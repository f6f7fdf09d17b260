//! 事件发布实现

mod in_memory_event_bus;

pub use in_memory_event_bus::*;
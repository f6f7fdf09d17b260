//! telemetry - 可观测性库

use std::net::SocketAddr;

use thiserror::Error;
use tracing_subscriber::{EnvFilter, layer::SubscriberExt, util::SubscriberInitExt};

#[derive(Debug, Error)]
pub enum TelemetryError {
    #[error("Invalid metrics address {0}: {1}")]
    InvalidAddress(String, std::net::AddrParseError),

    #[error("Failed to install Prometheus exporter: {0}")]
    Exporter(#[from] metrics_exporter_prometheus::BuildError),
}

/// 初始化 tracing
pub fn init_tracing(log_level: &str) {
    let filter = EnvFilter::try_from_default_env().unwrap_or_else(|_| EnvFilter::new(log_level));

    tracing_subscriber::registry()
        .with(filter)
        .with(tracing_subscriber::fmt::layer())
        .init();
}

/// 初始化 JSON 格式的 tracing（生产环境）
pub fn init_tracing_json(log_level: &str) {
    let filter = EnvFilter::try_from_default_env().unwrap_or_else(|_| EnvFilter::new(log_level));

    tracing_subscriber::registry()
        .with(filter)
        .with(tracing_subscriber::fmt::layer().json())
        .init();
}

/// 初始化 Prometheus metrics，并在指定地址暴露抓取端点
///
/// 需要在 tokio 运行时内调用
pub fn init_metrics(addr: &str) -> Result<(), TelemetryError> {
    let socket: SocketAddr = addr
        .parse()
        .map_err(|e| TelemetryError::InvalidAddress(addr.to_string(), e))?;

    metrics_exporter_prometheus::PrometheusBuilder::new()
        .with_http_listener(socket)
        .install()?;

    tracing::info!(%socket, "Prometheus exporter listening");
    Ok(())
}

/// 指标名称
pub mod names {
    /// 已记录的验证码不匹配次数
    pub const MISMATCHES_RECORDED: &str = "sms_verification_mismatches_total";
    /// 已触发的锁定次数
    pub const LOCKOUTS_TRIGGERED: &str = "sms_verification_lockouts_total";
    /// 已清除的尝试集合次数（验证成功）
    pub const ATTEMPTS_CLEARED: &str = "sms_verification_attempts_cleared_total";
    /// 事件处理失败次数
    pub const HANDLER_FAILURES: &str = "sms_verification_handler_failures_total";
}
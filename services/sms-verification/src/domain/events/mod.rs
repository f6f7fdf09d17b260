//! 领域事件

mod sms_verification_events;

pub use sms_verification_events::*;
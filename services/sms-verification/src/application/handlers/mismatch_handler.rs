//! 验证码不匹配处理器

use std::sync::Arc;

use async_trait::async_trait;
use smsv_common::{Clock, EventId};
use smsv_errors::AppResult;
use smsv_event_core::EventHandler;
use smsv_ports::{EventPublisher, EventPublisherExt};
use smsv_telemetry::names;
use tracing::{debug, info, warn};

use crate::config::{DEFAULT_LOCKOUT_TOPIC, DEFAULT_MISMATCH_THRESHOLD};
use crate::domain::events::{
    SmsVerificationCodeMismatchEvent, TooManyFailureSmsVerificationAttemptsEvent,
};
use crate::domain::repositories::MismatchAttemptStore;
use crate::domain::services::mismatch_attempts_key;

/// 一次不匹配处理的结果
#[derive(Debug, Clone, PartialEq, Eq)]
pub enum MismatchOutcome {
    /// 未达阈值，继续追踪
    Tracking { attempts: u64 },
    /// 达到阈值，集合已清除并发布了锁定事件
    LockedOut {
        attempts: u64,
        event: TooManyFailureSmsVerificationAttemptsEvent,
    },
}

impl MismatchOutcome {
    pub fn is_locked_out(&self) -> bool {
        matches!(self, Self::LockedOut { .. })
    }

    pub fn attempts(&self) -> u64 {
        match self {
            Self::Tracking { attempts } | Self::LockedOut { attempts, .. } => *attempts,
        }
    }
}

/// 验证码不匹配处理器
///
/// 进程内无状态，所有状态都在共享存储中，可以任意水平扩展。
/// 同一主体的并发不匹配可能都观察到达到阈值的计数，此时会重复发布锁定事件。
pub struct SmsVerificationCodeMismatchHandler {
    store: Arc<dyn MismatchAttemptStore>,
    publisher: Arc<dyn EventPublisher>,
    clock: Arc<dyn Clock>,
    threshold: u64,
    lockout_topic: String,
}

impl SmsVerificationCodeMismatchHandler {
    pub fn new(
        store: Arc<dyn MismatchAttemptStore>,
        publisher: Arc<dyn EventPublisher>,
        clock: Arc<dyn Clock>,
    ) -> Self {
        Self {
            store,
            publisher,
            clock,
            threshold: DEFAULT_MISMATCH_THRESHOLD,
            lockout_topic: DEFAULT_LOCKOUT_TOPIC.to_string(),
        }
    }

    /// 设置锁定阈值（至少为 1）
    pub fn with_threshold(mut self, threshold: u64) -> Self {
        self.threshold = threshold.max(1);
        self
    }

    /// 设置锁定事件的发布主题
    pub fn with_lockout_topic(mut self, topic: impl Into<String>) -> Self {
        self.lockout_topic = topic.into();
        self
    }

    pub fn threshold(&self) -> u64 {
        self.threshold
    }

    /// 处理一次不匹配
    ///
    /// 存储失败时不发布任何事件；发布失败时集合已被清除，不做补偿
    pub async fn on_mismatch(
        &self,
        event: &SmsVerificationCodeMismatchEvent,
    ) -> AppResult<MismatchOutcome> {
        debug!(
            event_id = %event.id,
            mobile = %event.mobile.masked(),
            scope = %event.scope,
            expires_at = %event.expires_at,
            "Receiving verification code mismatch"
        );

        let key = mismatch_attempts_key(&event.mobile, &event.scope);
        let record = event.to_record()?;
        let attempts = self
            .store
            .record_and_count(&key, &record, event.expires_at)
            .await?;

        metrics::counter!(names::MISMATCHES_RECORDED).increment(1);
        debug!(key = %key, attempts, threshold = self.threshold, "Mismatch recorded");

        if attempts < self.threshold {
            return Ok(MismatchOutcome::Tracking { attempts });
        }

        info!(
            mobile = %event.mobile.masked(),
            scope = %event.scope,
            attempts,
            "Too many failure attempts"
        );

        self.store.clear(&key).await?;

        let lockout = TooManyFailureSmsVerificationAttemptsEvent::new(
            EventId::new(),
            self.clock.now(),
            event.mobile.clone(),
            event.scope.clone(),
        );

        if let Err(e) = self.publisher.publish(&self.lockout_topic, &lockout).await {
            warn!(
                lockout_id = %lockout.id,
                error = %e,
                "Attempts cleared but lockout event was not published"
            );
            return Err(e);
        }

        metrics::counter!(names::LOCKOUTS_TRIGGERED).increment(1);

        Ok(MismatchOutcome::LockedOut {
            attempts,
            event: lockout,
        })
    }
}

#[async_trait]
impl EventHandler<SmsVerificationCodeMismatchEvent> for SmsVerificationCodeMismatchHandler {
    async fn handle(&self, event: &SmsVerificationCodeMismatchEvent) -> AppResult<()> {
        self.on_mismatch(event).await.map(|_| ())
    }
}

# # # # #

▸ TASK STATEMENT:
Throughout the material above, find every line holding "services" and copy it.

▸ ANSWER BOX:
filename services/sms-verification/src/domain/events/mod.rs
filename services/sms-verification/src/application/handlers/mismatch_handler.rs
use crate::domain::services::mismatch_attempts_key;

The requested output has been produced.